Exercise goal — Each line of the material below should be retyped precisely as it appears.

Exercise inputs —
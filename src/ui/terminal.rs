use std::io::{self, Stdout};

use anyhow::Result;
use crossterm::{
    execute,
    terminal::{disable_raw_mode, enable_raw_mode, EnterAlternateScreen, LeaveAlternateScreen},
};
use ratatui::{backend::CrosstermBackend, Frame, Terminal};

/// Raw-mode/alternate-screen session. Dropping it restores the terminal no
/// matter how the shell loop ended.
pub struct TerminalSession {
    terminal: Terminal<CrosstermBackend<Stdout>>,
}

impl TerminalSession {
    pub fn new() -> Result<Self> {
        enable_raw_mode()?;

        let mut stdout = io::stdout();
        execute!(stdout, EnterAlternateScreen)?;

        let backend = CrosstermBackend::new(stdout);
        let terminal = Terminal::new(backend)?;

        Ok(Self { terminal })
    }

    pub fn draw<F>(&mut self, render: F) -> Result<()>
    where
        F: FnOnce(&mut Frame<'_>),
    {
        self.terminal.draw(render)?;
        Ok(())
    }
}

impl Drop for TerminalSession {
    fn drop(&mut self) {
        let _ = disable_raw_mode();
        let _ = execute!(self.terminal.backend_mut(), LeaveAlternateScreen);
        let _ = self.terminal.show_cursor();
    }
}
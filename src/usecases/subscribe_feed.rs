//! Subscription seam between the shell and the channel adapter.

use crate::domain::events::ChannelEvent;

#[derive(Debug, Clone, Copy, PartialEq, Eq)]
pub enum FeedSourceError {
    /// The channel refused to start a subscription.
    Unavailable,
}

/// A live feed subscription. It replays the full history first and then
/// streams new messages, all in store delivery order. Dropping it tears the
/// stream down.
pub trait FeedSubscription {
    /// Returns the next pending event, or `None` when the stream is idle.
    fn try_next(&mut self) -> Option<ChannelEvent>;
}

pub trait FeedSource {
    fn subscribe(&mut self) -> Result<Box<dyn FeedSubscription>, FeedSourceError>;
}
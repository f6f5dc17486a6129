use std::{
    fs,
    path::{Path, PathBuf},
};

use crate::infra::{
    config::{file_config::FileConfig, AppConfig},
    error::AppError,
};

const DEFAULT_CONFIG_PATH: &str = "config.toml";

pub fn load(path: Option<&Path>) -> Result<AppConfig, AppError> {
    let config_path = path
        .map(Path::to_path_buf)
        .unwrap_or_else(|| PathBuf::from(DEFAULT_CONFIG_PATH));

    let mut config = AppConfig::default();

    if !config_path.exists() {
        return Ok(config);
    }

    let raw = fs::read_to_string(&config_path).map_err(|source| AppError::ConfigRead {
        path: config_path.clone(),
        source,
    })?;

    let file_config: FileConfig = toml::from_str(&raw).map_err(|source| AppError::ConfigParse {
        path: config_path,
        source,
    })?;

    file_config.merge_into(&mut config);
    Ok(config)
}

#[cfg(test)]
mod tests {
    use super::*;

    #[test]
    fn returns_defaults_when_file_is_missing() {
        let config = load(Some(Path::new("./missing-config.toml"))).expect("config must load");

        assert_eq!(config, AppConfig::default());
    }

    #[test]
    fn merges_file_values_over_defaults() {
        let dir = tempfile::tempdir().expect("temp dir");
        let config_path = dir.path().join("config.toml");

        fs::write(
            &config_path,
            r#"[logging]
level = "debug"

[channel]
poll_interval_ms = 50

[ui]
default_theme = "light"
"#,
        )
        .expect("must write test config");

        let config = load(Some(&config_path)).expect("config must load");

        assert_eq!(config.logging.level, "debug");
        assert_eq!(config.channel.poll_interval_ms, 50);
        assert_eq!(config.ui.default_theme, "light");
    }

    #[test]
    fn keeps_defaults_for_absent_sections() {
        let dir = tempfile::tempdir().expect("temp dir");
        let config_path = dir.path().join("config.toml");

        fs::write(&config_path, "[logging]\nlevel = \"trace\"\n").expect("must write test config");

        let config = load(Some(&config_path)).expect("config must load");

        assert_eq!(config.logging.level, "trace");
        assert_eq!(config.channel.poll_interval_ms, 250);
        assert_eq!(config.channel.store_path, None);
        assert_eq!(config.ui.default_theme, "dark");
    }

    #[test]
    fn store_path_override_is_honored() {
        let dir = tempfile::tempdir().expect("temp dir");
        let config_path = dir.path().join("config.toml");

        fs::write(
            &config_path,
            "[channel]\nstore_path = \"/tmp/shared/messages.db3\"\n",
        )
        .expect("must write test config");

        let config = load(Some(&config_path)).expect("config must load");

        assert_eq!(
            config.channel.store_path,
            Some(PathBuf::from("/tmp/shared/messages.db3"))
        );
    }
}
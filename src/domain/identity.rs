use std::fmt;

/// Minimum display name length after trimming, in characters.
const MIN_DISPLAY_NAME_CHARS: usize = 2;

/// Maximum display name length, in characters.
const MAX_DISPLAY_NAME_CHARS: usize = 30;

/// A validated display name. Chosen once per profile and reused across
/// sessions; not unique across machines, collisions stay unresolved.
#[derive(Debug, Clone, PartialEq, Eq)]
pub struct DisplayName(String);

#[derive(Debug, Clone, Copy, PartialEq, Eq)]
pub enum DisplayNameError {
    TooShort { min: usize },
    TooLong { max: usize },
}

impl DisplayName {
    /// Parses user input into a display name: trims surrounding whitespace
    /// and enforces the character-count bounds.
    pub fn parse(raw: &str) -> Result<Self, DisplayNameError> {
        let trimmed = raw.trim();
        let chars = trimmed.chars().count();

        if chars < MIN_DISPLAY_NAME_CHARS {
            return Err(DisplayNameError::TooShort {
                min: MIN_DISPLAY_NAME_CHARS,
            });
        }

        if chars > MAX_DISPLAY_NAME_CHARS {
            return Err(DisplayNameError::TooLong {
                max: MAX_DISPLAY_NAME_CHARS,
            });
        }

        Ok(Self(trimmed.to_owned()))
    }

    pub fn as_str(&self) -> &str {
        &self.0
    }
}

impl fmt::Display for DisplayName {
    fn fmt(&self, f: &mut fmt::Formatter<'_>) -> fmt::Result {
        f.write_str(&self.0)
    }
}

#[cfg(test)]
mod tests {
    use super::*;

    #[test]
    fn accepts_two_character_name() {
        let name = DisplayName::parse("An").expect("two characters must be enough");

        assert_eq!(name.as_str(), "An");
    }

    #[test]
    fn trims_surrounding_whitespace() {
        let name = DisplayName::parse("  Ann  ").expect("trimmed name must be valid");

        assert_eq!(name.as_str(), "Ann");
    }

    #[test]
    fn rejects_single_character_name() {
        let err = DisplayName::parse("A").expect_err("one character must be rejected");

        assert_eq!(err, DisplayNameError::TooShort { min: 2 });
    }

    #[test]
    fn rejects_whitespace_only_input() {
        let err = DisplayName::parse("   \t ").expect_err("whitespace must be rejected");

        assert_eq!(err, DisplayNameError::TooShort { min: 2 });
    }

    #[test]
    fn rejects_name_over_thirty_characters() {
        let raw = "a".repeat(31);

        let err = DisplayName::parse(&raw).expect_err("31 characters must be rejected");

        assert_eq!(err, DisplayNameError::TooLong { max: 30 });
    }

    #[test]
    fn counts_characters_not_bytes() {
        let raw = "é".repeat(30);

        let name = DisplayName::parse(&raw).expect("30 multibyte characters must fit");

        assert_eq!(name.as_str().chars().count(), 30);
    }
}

Expected answer —
filename src/ui/terminal.rs
use std::io::{self, Stdout};

use anyhow::Result;
use crossterm::{
    execute,
    terminal::{disable_raw_mode, enable_raw_mode, EnterAlternateScreen, LeaveAlternateScreen},
};
use ratatui::{backend::CrosstermBackend, Frame, Terminal};

/// Raw-mode/alternate-screen session. Dropping it restores the terminal no
/// matter how the shell loop ended.
pub struct TerminalSession {
    terminal: Terminal<CrosstermBackend<Stdout>>,
}

impl TerminalSession {
    pub fn new() -> Result<Self> {
        enable_raw_mode()?;

        let mut stdout = io::stdout();
        execute!(stdout, EnterAlternateScreen)?;

        let backend = CrosstermBackend::new(stdout);
        let terminal = Terminal::new(backend)?;

        Ok(Self { terminal })
    }

    pub fn draw<F>(&mut self, render: F) -> Result<()>
    where
        F: FnOnce(&mut Frame<'_>),
    {
        self.terminal.draw(render)?;
        Ok(())
    }
}

impl Drop for TerminalSession {
    fn drop(&mut self) {
        let _ = disable_raw_mode();
        let _ = execute!(self.terminal.backend_mut(), LeaveAlternateScreen);
        let _ = self.terminal.show_cursor();
    }
}
filename src/usecases/subscribe_feed.rs
//! Subscription seam between the shell and the channel adapter.

use crate::domain::events::ChannelEvent;

#[derive(Debug, Clone, Copy, PartialEq, Eq)]
pub enum FeedSourceError {
    /// The channel refused to start a subscription.
    Unavailable,
}

/// A live feed subscription. It replays the full history first and then
/// streams new messages, all in store delivery order. Dropping it tears the
/// stream down.
pub trait FeedSubscription {
    /// Returns the next pending event, or `None` when the stream is idle.
    fn try_next(&mut self) -> Option<ChannelEvent>;
}

pub trait FeedSource {
    fn subscribe(&mut self) -> Result<Box<dyn FeedSubscription>, FeedSourceError>;
}
repository f6f5dc17486a6129
use std::{
    fs,
    path::{Path, PathBuf},
};

use crate::infra::{
    config::{file_config::FileConfig, AppConfig},
    error::AppError,
};

const DEFAULT_CONFIG_PATH: &str = "config.toml";

pub fn load(path: Option<&Path>) -> Result<AppConfig, AppError> {
    let config_path = path
        .map(Path::to_path_buf)
        .unwrap_or_else(|| PathBuf::from(DEFAULT_CONFIG_PATH));

    let mut config = AppConfig::default();

    if !config_path.exists() {
        return Ok(config);
    }

    let raw = fs::read_to_string(&config_path).map_err(|source| AppError::ConfigRead {
        path: config_path.clone(),
        source,
    })?;

    let file_config: FileConfig = toml::from_str(&raw).map_err(|source| AppError::ConfigParse {
        path: config_path,
        source,
    })?;

    file_config.merge_into(&mut config);
    Ok(config)
}

#[cfg(test)]
mod tests {
    use super::*;

    #[test]
    fn returns_defaults_when_file_is_missing() {
        let config = load(Some(Path::new("./missing-config.toml"))).expect("config must load");

        assert_eq!(config, AppConfig::default());
    }

    #[test]
    fn merges_file_values_over_defaults() {
        let dir = tempfile::tempdir().expect("temp dir");
        let config_path = dir.path().join("config.toml");

        fs::write(
            &config_path,
            r#"[logging]
level = "debug"

[channel]
poll_interval_ms = 50

[ui]
default_theme = "light"
"#,
        )
        .expect("must write test config");

        let config = load(Some(&config_path)).expect("config must load");

        assert_eq!(config.logging.level, "debug");
        assert_eq!(config.channel.poll_interval_ms, 50);
        assert_eq!(config.ui.default_theme, "light");
    }

    #[test]
    fn keeps_defaults_for_absent_sections() {
        let dir = tempfile::tempdir().expect("temp dir");
        let config_path = dir.path().join("config.toml");

        fs::write(&config_path, "[logging]\nlevel = \"trace\"\n").expect("must write test config");

        let config = load(Some(&config_path)).expect("config must load");

        assert_eq!(config.logging.level, "trace");
        assert_eq!(config.channel.poll_interval_ms, 250);
        assert_eq!(config.channel.store_path, None);
        assert_eq!(config.ui.default_theme, "dark");
    }

    #[test]
    fn store_path_override_is_honored() {
        let dir = tempfile::tempdir().expect("temp dir");
        let config_path = dir.path().join("config.toml");

        fs::write(
            &config_path,
            "[channel]\nstore_path = \"/tmp/shared/messages.db3\"\n",
        )
        .expect("must write test config");

        let config = load(Some(&config_path)).expect("config must load");

        assert_eq!(
            config.channel.store_path,
            Some(PathBuf::from("/tmp/shared/messages.db3"))
        );
    }
}
filename src/domain/identity.rs
use std::fmt;

/// Minimum display name length after trimming, in characters.
const MIN_DISPLAY_NAME_CHARS: usize = 2;

/// Maximum display name length, in characters.
const MAX_DISPLAY_NAME_CHARS: usize = 30;

/// A validated display name. Chosen once per profile and reused across
/// sessions; not unique across machines, collisions stay unresolved.
#[derive(Debug, Clone, PartialEq, Eq)]
pub struct DisplayName(String);

#[derive(Debug, Clone, Copy, PartialEq, Eq)]
pub enum DisplayNameError {
    TooShort { min: usize },
    TooLong { max: usize },
}

impl DisplayName {
    /// Parses user input into a display name: trims surrounding whitespace
    /// and enforces the character-count bounds.
    pub fn parse(raw: &str) -> Result<Self, DisplayNameError> {
        let trimmed = raw.trim();
        let chars = trimmed.chars().count();

        if chars < MIN_DISPLAY_NAME_CHARS {
            return Err(DisplayNameError::TooShort {
                min: MIN_DISPLAY_NAME_CHARS,
            });
        }

        if chars > MAX_DISPLAY_NAME_CHARS {
            return Err(DisplayNameError::TooLong {
                max: MAX_DISPLAY_NAME_CHARS,
            });
        }

        Ok(Self(trimmed.to_owned()))
    }

    pub fn as_str(&self) -> &str {
        &self.0
    }
}

impl fmt::Display for DisplayName {
    fn fmt(&self, f: &mut fmt::Formatter<'_>) -> fmt::Result {
        f.write_str(&self.0)
    }
}

#[cfg(test)]
mod tests {
    use super::*;

    #[test]
    fn accepts_two_character_name() {
        let name = DisplayName::parse("An").expect("two characters must be enough");

        assert_eq!(name.as_str(), "An");
    }

    #[test]
    fn trims_surrounding_whitespace() {
        let name = DisplayName::parse("  Ann  ").expect("trimmed name must be valid");

        assert_eq!(name.as_str(), "Ann");
    }

    #[test]
    fn rejects_single_character_name() {
        let err = DisplayName::parse("A").expect_err("one character must be rejected");

        assert_eq!(err, DisplayNameError::TooShort { min: 2 });
    }

    #[test]
    fn rejects_whitespace_only_input() {
        let err = DisplayName::parse("   \t ").expect_err("whitespace must be rejected");

        assert_eq!(err, DisplayNameError::TooShort { min: 2 });
    }

    #[test]
    fn rejects_name_over_thirty_characters() {
        let raw = "a".repeat(31);

        let err = DisplayName::parse(&raw).expect_err("31 characters must be rejected");

        assert_eq!(err, DisplayNameError::TooLong { max: 30 });
    }

    #[test]
    fn counts_characters_not_bytes() {
        let raw = "é".repeat(30);

        let name = DisplayName::parse(&raw).expect("30 multibyte characters must fit");

        assert_eq!(name.as_str().chars().count(), 30);
    }
}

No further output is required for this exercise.